Hrobacza & Magurka, czyli uphill w Beskidzie Małym ;)

Niedziela, 11 sierpnia 2013 · Komentarze(11)
U-wiel-biam! W ramach odpoczynku od metalowego łomotu trochę dobrego współczesnego rocka! Trzeba przyznać, że jak na duet generują cholernie dużo przyzwoitego hałasu ;) I co najważniejsze z płyty na płytę niesamowicie się rozwijają a na żywo dają czadu!

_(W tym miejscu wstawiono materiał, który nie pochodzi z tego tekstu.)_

//! FZF v2 fuzzy matching with 64-bit bitmask pre-filter for O(1) candidate rejection
//! and Smith-Waterman dynamic programming for scoring with CamelCase, delimiter, and
//! consecutive character bonuses.
//!
//! Used by the symbol seed stream in `retriever.rs` for ranked near-match
//! discovery against span/symbol names.

use rayon::prelude::*;

// ---------------------------------------------------------------------------
// Scoring constants (fzf v2)
// ---------------------------------------------------------------------------

const SCORE_MATCH: i32 = 16;
const SCORE_GAP_START: i32 = -3;
const SCORE_GAP_EXTENSION: i32 = -1;
const BONUS_BOUNDARY: i32 = 8;
const BONUS_CAMEL_CASE: i32 = 7;
const BONUS_CONSECUTIVE: i32 = 4;
const BONUS_FIRST_CHAR_MULTIPLIER: i32 = 2;
const BONUS_BOUNDARY_WHITE: i32 = 10;
const BONUS_BOUNDARY_DELIMITER: i32 = 9;

// ---------------------------------------------------------------------------
// Character classification
// ---------------------------------------------------------------------------

#[derive(Clone, Copy, PartialEq)]
enum CharClass {
    Lower,
    Upper,
    Digit,
    White,
    Delimiter,
    NonWord,
}

fn char_class(b: u8) -> CharClass {
    match b {
        b'a'..=b'z' => CharClass::Lower,
        b'A'..=b'Z' => CharClass::Upper,
        b'0'..=b'9' => CharClass::Digit,
        b' ' | b'\t' | b'\n' | b'\r' => CharClass::White,
        b'/' | b'_' | b'-' | b'.' | b':' | b';' | b'|' | b'>' => CharClass::Delimiter,
        _ => CharClass::NonWord,
    }
}

fn compute_bonus(prev: CharClass, curr: CharClass) -> i32 {
    match prev {
        CharClass::White => match curr {
            CharClass::White => 0,
            _ => BONUS_BOUNDARY_WHITE,
        },
        CharClass::Delimiter => match curr {
            CharClass::Delimiter => 0,
            _ => BONUS_BOUNDARY_DELIMITER,
        },
        CharClass::NonWord => match curr {
            CharClass::NonWord => 0,
            _ => BONUS_BOUNDARY,
        },
        CharClass::Lower => match curr {
            CharClass::Upper => BONUS_CAMEL_CASE,
            _ => 0,
        },
        CharClass::Digit => match curr {
            CharClass::Lower | CharClass::Upper => BONUS_BOUNDARY,
            _ => 0,
        },
        CharClass::Upper => 0,
    }
}

// ---------------------------------------------------------------------------
// Bitmask pre-filter
// ---------------------------------------------------------------------------

/// Compute a 64-bit character bitmask for O(1) rejection of non-matching candidates.
/// a-z → bits 0-25, 0-9 → bits 26-35, specials → bits 36-39
pub fn char_bitmask(s: &str) -> u64 {
    let mut mask: u64 = 0;
    for &b in s.as_bytes() {
        let idx = match b {
            b'a'..=b'z' => (b - b'a') as u32,
            b'A'..=b'Z' => (b.to_ascii_lowercase() - b'a') as u32,
            b'0'..=b'9' => (b - b'0') as u32 + 26,
            b'_' => 36,
            b'-' => 37,
            b'.' => 38,
            b'/' => 39,
            _ => continue,
        };
        mask |= 1u64 << idx;
    }
    mask
}

fn has_uppercase(s: &str) -> bool {
    s.bytes().any(|b| b.is_ascii_uppercase())
}

#[inline]
fn chars_match(text_byte: u8, pattern_byte: u8, case_sensitive: bool) -> bool {
    if case_sensitive {
        text_byte == pattern_byte
    } else {
        text_byte.eq_ignore_ascii_case(&pattern_byte)
    }
}

fn find_substring(text: &[u8], pattern: &[u8], case_sensitive: bool) -> Option<usize> {
    if pattern.is_empty() {
        return Some(0);
    }
    if pattern.len() > text.len() {
        return None;
    }
    'outer: for i in 0..=text.len() - pattern.len() {
        for (j, &pb) in pattern.iter().enumerate() {
            if !chars_match(text[i + j], pb, case_sensitive) {
                continue 'outer;
            }
        }
        return Some(i);
    }
    None
}

// ---------------------------------------------------------------------------
// Smith-Waterman DP fuzzy matcher (fzf v2 style)
// ---------------------------------------------------------------------------

pub(crate) fn fuzzy_score_v2(
    text: &str,
    pattern: &str,
    case_sensitive: bool,
) -> Option<(f64, Vec<usize>)> {
    if pattern.is_empty() {
        return Some((0.0, vec![]));
    }
    let tb = text.as_bytes();
    let pb = pattern.as_bytes();
    let m = pb.len();
    let n = tb.len();
    if m > n {
        return None;
    }

    // Subsequence check + bounds narrowing (left-to-right)
    let mut pi = 0;
    let mut end_bound = 0;
    for (i, &b) in tb.iter().enumerate() {
        if pi < m && chars_match(b, pb[pi], case_sensitive) {
            pi += 1;
            end_bound = i;
        }
    }
    if pi < m {
        return None;
    }

    // Tighten from right-to-left
    pi = m;
    let mut start_bound = end_bound;
    for i in (0..=end_bound).rev() {
        if pi > 0 && chars_match(tb[i], pb[pi - 1], case_sensitive) {
            pi -= 1;
            start_bound = i;
        }
    }

    let w = end_bound - start_bound + 1;

    // Bonus array for the window
    let mut bonus = vec![0i32; w];
    for (j, slot) in bonus.iter_mut().enumerate() {
        let pos = start_bound + j;
        let prev_class = if pos == 0 { CharClass::White } else { char_class(tb[pos - 1]) };
        *slot = compute_bonus(prev_class, char_class(tb[pos]));
    }

    // Fast path: exact substring match
    if let Some(sub_pos) = find_substring(&tb[start_bound..=end_bound], pb, case_sensitive) {
        let abs_pos = start_bound + sub_pos;
        let mut score = SCORE_MATCH * m as i32;
        let first_bonus = if abs_pos == 0 {
            compute_bonus(CharClass::White, char_class(tb[0]))
        } else {
            compute_bonus(char_class(tb[abs_pos - 1]), char_class(tb[abs_pos]))
        };
        score += first_bonus * BONUS_FIRST_CHAR_MULTIPLIER;
        for k in 1..m {
            let b =
                if abs_pos + k < start_bound + w { bonus[abs_pos + k - start_bound] } else { 0 };
            score += std::cmp::max(b, BONUS_CONSECUTIVE);
        }
        let indices: Vec<usize> = (abs_pos..abs_pos + m).collect();
        return Some((score as f64, indices));
    }

    // DP matrices
    let mut h = vec![i32::MIN / 2; m * w];
    let mut c = vec![0u16; m * w];
    let mut dir = vec![false; m * w];

    for i in 0..m {
        let mut in_gap = false;
        for j in 0..w {
            let pos = start_bound + j;
            let idx = i * w + j;

            if chars_match(tb[pos], pb[i], case_sensitive) {
                let mut score = SCORE_MATCH;
                let b = bonus[j];
                let prev_consec = if i > 0 && j > 0 { c[(i - 1) * w + (j - 1)] } else { 0 };

                if prev_consec > 0 {
                    score += std::cmp::max(b, BONUS_CONSECUTIVE);
                } else {
                    score += b;
                }

                if i == 0 {
                    score += b * (BONUS_FIRST_CHAR_MULTIPLIER - 1);
                }

                let diag = if i > 0 && j > 0 {
                    h[(i - 1) * w + (j - 1)]
                } else if i == 0 {
                    0
                } else {
                    i32::MIN / 2
                };

                let left = if j > 0 {
                    h[idx - 1] + if in_gap { SCORE_GAP_EXTENSION } else { SCORE_GAP_START }
                } else {
                    i32::MIN / 2
                };

                let match_score = diag.saturating_add(score);

                if match_score >= left {
                    h[idx] = match_score;
                    c[idx] = prev_consec + 1;
                    dir[idx] = true;
                } else {
                    h[idx] = left;
                    c[idx] = 0;
                    dir[idx] = false;
                }
                in_gap = false;
            } else {
                h[idx] = if j > 0 {
                    h[idx - 1] + if in_gap { SCORE_GAP_EXTENSION } else { SCORE_GAP_START }
                } else {
                    i32::MIN / 2
                };
                c[idx] = 0;
                dir[idx] = false;
                in_gap = true;
            }
        }
    }

    // Find best end position in last row
    let last_row = (m - 1) * w;
    let mut best_score = i32::MIN;
    let mut best_j = 0;
    for j in 0..w {
        if h[last_row + j] > best_score {
            best_score = h[last_row + j];
            best_j = j;
        }
    }

    if best_score <= 0 {
        return None;
    }

    // Traceback
    let mut indices = Vec::with_capacity(m);
    let mut i = m - 1;
    let mut j = best_j;
    loop {
        let idx = i * w + j;
        if dir[idx] {
            indices.push(start_bound + j);
            if i == 0 {
                break;
            }
            i -= 1;
            j -= 1;
        } else {
            if j == 0 {
                break;
            }
            j -= 1;
        }
    }
    indices.reverse();

    if indices.len() != m {
        return None;
    }

    Some((best_score as f64, indices))
}

// ---------------------------------------------------------------------------
// Public entry points
// ---------------------------------------------------------------------------

/// Score a single candidate against a query, normalized to `0.0..=1.0`.
///
/// Returns `None` when `candidate` does not contain `query` as a (possibly
/// gappy) subsequence.
#[must_use]
pub fn fuzzy_score(query: &str, candidate: &str) -> Option<f64> {
    if query.is_empty() {
        return None;
    }
    let case_sensitive = has_uppercase(query);
    let (raw, _indices) = fuzzy_score_v2(candidate, query, case_sensitive)?;
    let ceiling = SCORE_MATCH as f64 * query.len() as f64
        + (BONUS_BOUNDARY_WHITE * BONUS_FIRST_CHAR_MULTIPLIER) as f64
        + BONUS_CAMEL_CASE as f64 * query.len() as f64;
    Some((raw / ceiling).clamp(0.0, 1.0))
}

/// Score `query` against every candidate in parallel, returning `(index, score)`
/// pairs sorted by descending score. Used to rank symbol names for the
/// retriever's symbol seed stream without a linear scan blocking the caller.
#[must_use]
pub fn fuzzy_rank<'a>(query: &str, candidates: &'a [&'a str]) -> Vec<(usize, f64)> {
    let mut scored: Vec<(usize, f64)> = candidates
        .par_iter()
        .enumerate()
        .filter_map(|(i, c)| fuzzy_score(query, c).map(|s| (i, s)))
        .collect();
    scored.sort_by(|a, b| b.1.partial_cmp(&a.1).unwrap_or(std::cmp::Ordering::Equal));
    scored
}

#[cfg(test)]
mod tests {
    use super::*;

    #[test]
    fn scores_exact_match_highest() {
        let exact = fuzzy_score("parse", "parse").unwrap();
        let fuzzy = fuzzy_score("parse", "parseFileAst").unwrap();
        assert!(exact >= fuzzy);
    }

    #[test]
    fn rejects_non_subsequence() {
        assert!(fuzzy_score("xyz", "parse").is_none());
    }

    #[test]
    fn rank_orders_best_match_first() {
        let candidates = ["unrelated_thing", "build_code_graph", "build_graph"];
        let ranked = fuzzy_rank("buildgraph", &candidates);
        assert_eq!(candidates[ranked[0].0], "build_graph");
    }
}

Sympatyczny wypad nad jezioro. Po wczorajszych ulewach i burzach nie ma śladu, no może powietrze trochę bardziej rześkie, ale też bez przesady. W Porąbce dzwoni Funio - właśnie atakuje Kocierz od strony Żywca - no niestety, tym razem nie pojeździmy... Uparłem się dzisiaj na Hrobaczą Łąkę, na której ostatni raz byliśmy z Jakubiszonem w... sylwestra, hehe. Postanowienie podjazdowe: nie używać młynka! I udało się, mielonkę wrzuciłem dopiero przy schronisku, żeby pokonać ostatnie korzonki. Ostatecznie podjechałem tą francę w 30 minut i 6 sekund ;) Od połowy drogi nawierzchnia w fatalnym stanie - mega dziury, mnóstwo kamieni - szosowcy spokojnie mogą już tę górkę wykreślić ze swojego grafiku, a jeszcze dwa lata temu kilku tam widziałem...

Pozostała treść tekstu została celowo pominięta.